Depois ele propõe um novo modelo radical de biologia chamado de “Síntese Integrativa”, onde os genes não comandam o show e todas as partes de um organismo – o genoma, a célula, o plano corporal, tudo – é integrado. Ele explica:

“Uma característica central da Síntese Integrativa é a revisão radical do conceito de causalidade em biologia. A priori não há um nível privilegiado de causação. Este é o princípio que eu tenho chamado de teoria da relatividade biológica. Como bem disse Werner, ‘todos os níveis têm um valor igual de contribuição’. Portanto, o controle é distribuído, parte dele é herdado independentemente das sequências de DNA. A revisão do conceito também irá reconhecer as formas diferentes de causalidade. As sequências de DNA são melhor vistas como causas passivas, porque elas são usadas somente quando as sequências relevantes são ativadas. O DNA em si mesmo não faz nada. As causas ativas estão dentro das redes de controle das células, tecidos e órgãos do corpo”.

Isso, é claro, é uma abordagem de biologia de sistemas. E embora Noble provavelmente não defenda esta conclusão, isso é muito mais consistente com o design inteligente do que com um modelo baseado estritamente em mecanismos evolucionários não guiados.

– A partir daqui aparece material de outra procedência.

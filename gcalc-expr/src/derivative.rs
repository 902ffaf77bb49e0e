//! Symbolic differentiation.
//!
//! [`Expr::differentiate`] builds a brand new tree representing `d/dx` of an expression. The
//! result is not simplified in any way: `d/dx (2 * x)` is `2 * 1 + 0 * x`, not `2`.
//!
//! Which rule applies to a [`Expr::Power`] is decided structurally. A child counts as constant
//! only if it is a [`Expr::Literal`] node; `x - x` or `(2)` are not constant for this purpose.
//! Exactly one of the base and the exponent must be a literal. Otherwise (`f(x)^g(x)`, and also
//! `2^3`) there is no rule, and [`NoDerivative`] is returned for the entire expression.

use crate::expr::{Expr, ProductOp, SumOp};
use log::debug;
use std::fmt;

/// The derivative of an expression could not be computed, because it contains a power that is
/// not of the form `c ^ g` or `g ^ c`.
///
/// This is an expected outcome rather than a failure of the program: callers should treat the
/// derivative as undefined (e.g. decline to graph it), never as zero.
#[derive(Debug, Clone, Copy, PartialEq, Eq)]
pub struct NoDerivative;

impl fmt::Display for NoDerivative {
    fn fmt(&self, f: &mut fmt::Formatter) -> fmt::Result {
        write!(f, "cannot differentiate a power unless exactly one of its base and exponent is a literal")
    }
}

impl std::error::Error for NoDerivative {}

/// `lhs * rhs`
fn mul(lhs: Expr, rhs: Expr) -> Expr {
    Expr::product(lhs, ProductOp::Mul, rhs)
}

/// `lhs / rhs`
fn div(lhs: Expr, rhs: Expr) -> Expr {
    Expr::product(lhs, ProductOp::Div, rhs)
}

impl Expr {
    /// Returns a new, fully independent tree representing the derivative of this expression with
    /// respect to `x`.
    ///
    /// | Expression          | Derivative                 |
    /// | ------------------- | -------------------------- |
    /// | `c`                 | `0`                        |
    /// | `x`                 | `1`                        |
    /// | `f ± g`             | `f' ± g'`                  |
    /// | `f * g`             | `f * g' + f' * g`          |
    /// | `f / g`             | `f' / g - (f * g') / g^2`  |
    /// | `(f)`               | `(f')`                     |
    /// | `log(g)`            | `g' / g`                   |
    /// | `c ^ g`             | `log(c) * c^g * g'`        |
    /// | `g ^ c`             | `c * (g^(c - 1) * g')`     |
    /// | `f ^ g`, `c ^ d`    | [`NoDerivative`]           |
    ///
    /// Here `c` and `d` stand for literal nodes, and `f` and `g` for any other expression.
    pub fn differentiate(&self) -> Result<Expr, NoDerivative> {
        Ok(match self {
            Self::Literal(_) => Self::literal(0.0),
            Self::Variable => Self::literal(1.0),
            Self::Sum { lhs, op, rhs } => Self::sum(lhs.differentiate()?, *op, rhs.differentiate()?),
            Self::Product { lhs: f, op: ProductOp::Mul, rhs: g } => {
                // f * g' + f' * g
                Self::sum(
                    mul(f.deep_copy(), g.differentiate()?),
                    SumOp::Add,
                    mul(f.differentiate()?, g.deep_copy()),
                )
            },
            Self::Product { lhs: f, op: ProductOp::Div, rhs: g } => {
                // f' / g - (f * g') / g^2
                Self::sum(
                    div(f.differentiate()?, g.deep_copy()),
                    SumOp::Sub,
                    div(
                        mul(f.deep_copy(), g.differentiate()?),
                        Self::power(g.deep_copy(), Self::literal(2.0)),
                    ),
                )
            },
            Self::Power { base, exp } => match (base.as_literal(), exp.as_literal()) {
                (Some(c), None) => {
                    // log(c) * c^g * g'
                    mul(
                        mul(
                            Self::log(Self::literal(c)),
                            Self::power(Self::literal(c), exp.deep_copy()),
                        ),
                        exp.differentiate()?,
                    )
                },
                (None, Some(c)) => {
                    // c * (g^(c - 1) * g')
                    mul(
                        Self::literal(c),
                        mul(
                            Self::power(
                                base.deep_copy(),
                                Self::sum(Self::literal(c), SumOp::Sub, Self::literal(1.0)),
                            ),
                            base.differentiate()?,
                        ),
                    )
                },
                (None, None) | (Some(_), Some(_)) => {
                    debug!("no derivative rule for power `{}`", self);
                    return Err(NoDerivative);
                },
            },
            Self::Log(arg) => div(arg.differentiate()?, arg.deep_copy()),
            Self::Paren(inner) => Self::paren(inner.differentiate()?),
        })
    }
}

Imagem: © sparky / Dollar Photo Club.



A Nomenklatura científica e a Galera dos meninos e meninas de Darwin sempre afirmaram: a teoria da evolução é a teoria científica mais corroborada de todas as teorias científicas, tão cientificamente comprovada como a lei da gravidade, foi a maior ideia que toda a humanidade já teve, e não há crise na teoria da evolução, e quem a critica faz apenas por razões de suas subjetividades religiosas, nunca por razões científicas, y otras cositas mais.

Desde 1998 este blogger vem expondo junto às editorias de ciência e com alguns jornalistas científicos de renome, sobre a fragorosa falência epistêmica da teoria da evolução de Darwin através da seleção natural e n mecanismos evolucionários (de A a Z. vai que um falhe...), e isso verificado no contexto de justificação teórica. A Nomenklatura científica silenciou completamente após a reunião dos 16 de Altenberg. A Galera dos meninos e meninas de Darwin ficou sem pai nem mãe teóricos, pois vem aí uma nova teoria geral da evolução, a SÍNTESE EVOLUTIVA AMPLIADA/ESTENDIDA, que não será selecionista, e deverá incorporar esses aspectos teóricos neolamarckistas. Ela somente será anunciada em 2020...

Pergunta causticante: A ciência não abomina o vácuo teórico assim como os aviões abominam o vácuo? Então como está sendo biologia evolucionária? Abracadabra? Entranhas de animais? Horóscopo? Cartas de Tarô? Mágica??? E isso continua sendo ensinado em nossas salas de aula de ciência como se nada tivesse ocorrido em detrimento à robustez epistemológica da teoria da evolução de Darwin? O nome disso, senhores é DESONESTIDADE ACADÊMICA! 171 EPISTÊMICO!!!

Fui, nem sei por que, mais uma vez vindicado por um cientista evolucionista HONESTO!!!